Today

I knew something wasn’t right. I had trouble sleeping last night.

I woke up feeling uneasy.

And when I dropped the little one off at school, I felt extra emotional. I couldn’t figure out why. I drop her off every day, the same way.

I drove to work today trying to brush this feeling off and trying to figure out why I feel the way I do.

Until I looked at the calendar.

10/8

And it hit me. Hit me hard.

It’s been more than 10 years since you graced God with your presence in Heaven, yet every year, on this day, I remember you and remember that summer.

We were boys, growing up together, leaving childhood, becoming men (in years). Years I would never forget.

You introduced me to baseball which at the time seemed like such a sucker sport but it got me off the block. It served it’s purpose.

And your Mets?!?! HA! They choked this year but my Yankees are on the brink of elimination though.

Remember that time you took your mom’s car keys and you drove around the block just so we could front but when we came back around the way, someone took the parking spot and you just knew you’d get your butt whooped?

Remember trying to see whose flat-top could grow the highest?

Remember walking home from Parade Grounds just cause we spent our bus fare on junk food and the ice joints? (the old man with that big ass block of ice that he’d shave and add flavored syrup)

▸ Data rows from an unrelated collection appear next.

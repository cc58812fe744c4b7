//! # Linux Platform Implementation
//!
//! Linux-specific leaf operations for the crash capture subsystem.
//!
//! The trap model here is POSIX signal interception (see [`signal`]); the
//! enumeration and geometry queries below go through `/proc`,
//! `dl_iterate_phdr`, and the pthread APIs. Everything reachable from the
//! fault-handling window reads through raw file descriptors and stack
//! buffers: `/proc` traversal uses `getdents64` directly instead of
//! `readdir(3)` because the libc directory stream allocates.
//!
//! ## APIs Used
//!
//! - **sigaction / sigaltstack**: fault interception (see `signal.rs`)
//! - **dl_iterate_phdr()**: loaded-module enumeration
//! - **pthread_getattr_np()**: stack bounds
//! - **/proc/self/task + getdents64**: thread enumeration
//! - **fork + ptrace (via minidump-writer)**: dump emission (see `dump.rs`)

mod dump;
pub(crate) mod signal;

use std::ffi::CStr;
use std::fmt::Write as _;
use std::mem;

use libc::{c_char, c_int, c_void};

use crate::types::{
    Address, CpuContext, FixedString, ModuleInfo, StackBounds, ThreadHandle, ThreadSysId, MODULE_CACHE_CAPACITY,
};

pub(crate) use dump::write_minidump;
pub(crate) use signal::{install_trap, remove_trap, TrapState};

/// Kernel thread id of the calling thread.
pub(crate) fn current_thread_sys_id() -> ThreadSysId
{
    let tid = unsafe { libc::syscall(libc::SYS_gettid) };
    ThreadSysId::new(tid as u64)
}

/// Pthread handle of the calling thread.
pub(crate) fn current_thread_handle() -> ThreadHandle
{
    ThreadHandle::new(unsafe { libc::pthread_self() } as u64)
}

/// Map a kernel thread id to a pthread handle.
///
/// Linux has no portable mapping for foreign threads, so only the calling
/// thread resolves; everything else yields the invalid handle and callers
/// degrade.
pub(crate) fn thread_handle_for_sys_id(sys_id: ThreadSysId) -> ThreadHandle
{
    if sys_id == current_thread_sys_id() {
        current_thread_handle()
    } else {
        ThreadHandle::INVALID
    }
}

/// Map a pthread handle to a kernel thread id (calling thread only).
pub(crate) fn thread_sys_id_for_handle(handle: ThreadHandle) -> ThreadSysId
{
    if handle == current_thread_handle() {
        current_thread_sys_id()
    } else {
        ThreadSysId::INVALID
    }
}

/// Stack bounds for the given pthread (the calling thread when invalid).
///
/// `pthread_getattr_np` answers for any live pthread handle we hold; failure
/// yields `None` and callers fall back to heuristics.
pub(crate) fn thread_stack_bounds(handle: ThreadHandle) -> Option<StackBounds>
{
    let thread = if handle.is_invalid() {
        unsafe { libc::pthread_self() }
    } else {
        handle.raw() as libc::pthread_t
    };

    unsafe {
        let mut attr: libc::pthread_attr_t = mem::zeroed();
        if libc::pthread_getattr_np(thread, &mut attr) != 0 {
            return None;
        }

        let mut stack_addr: *mut c_void = std::ptr::null_mut();
        let mut stack_size: libc::size_t = 0;
        let rc = libc::pthread_attr_getstack(&attr, &mut stack_addr, &mut stack_size);
        libc::pthread_attr_destroy(&mut attr);

        if rc != 0 || stack_addr.is_null() {
            return None;
        }

        // pthread reports the lowest address; the base is the high end.
        let limit = stack_addr as u64;
        Some(StackBounds {
            base: Address::new(limit + stack_size as u64),
            limit: Address::new(limit),
        })
    }
}

/// Thread name via `/proc/self/task/<tid>/comm`.
///
/// Works for any thread of the current process without needing its pthread
/// handle, and reads through a raw descriptor so it is usable from the
/// handling window. An unreadable name leaves `out` empty.
pub(crate) fn thread_name(sys_id: ThreadSysId, out: &mut FixedString<32>)
{
    out.clear();
    if sys_id.is_invalid() {
        return;
    }

    let mut path = FixedString::<64>::new();
    let _ = write!(path, "/proc/self/task/{}/comm", sys_id.raw());

    let mut buf = [0u8; 32];
    if let Some(n) = read_file_raw(path.as_str(), &mut buf) {
        let text = std::str::from_utf8(&buf[..n]).unwrap_or("");
        out.push_str(text.trim_end_matches('\n'));
    }
}

/// Scheduler run state of a thread, from `/proc/self/task/<tid>/stat`.
pub(crate) fn thread_run_state(sys_id: ThreadSysId, out: &mut FixedString<64>)
{
    out.clear();

    let mut path = FixedString::<64>::new();
    let _ = write!(path, "/proc/self/task/{}/stat", sys_id.raw());

    let mut buf = [0u8; 512];
    let Some(n) = read_file_raw(path.as_str(), &mut buf) else {
        out.push_str("unknown");
        return;
    };

    // Field 3 follows the parenthesized comm, which may itself contain
    // spaces; scan from the last ')'.
    let text = &buf[..n];
    let state = text
        .iter()
        .rposition(|&b| b == b')')
        .and_then(|pos| text.get(pos + 2))
        .copied();

    let label = match state {
        Some(b'R') => "running",
        Some(b'S') => "sleeping",
        Some(b'D') => "disk sleep",
        Some(b'T') | Some(b't') => "stopped",
        Some(b'Z') => "zombie",
        Some(b'X') => "dead",
        _ => "unknown",
    };
    out.push_str(label);
}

Remember that time we were on the B41 coming home from Grand Army Plaza with your cousin and that dude got mad because he tried to kick it your cousin but she wasn’t having it and it got loud and a “little” scuffle broke out and we got kicked off?

Remember that time we planned and had the hooky party and didn’t know half the people up in there. Remember the dark skin shorty with the short hair that I got in trouble with D for looking at her? A few years later, I bump into her at a college party. We became a couple then had a nasty breakup. Nah…for real son….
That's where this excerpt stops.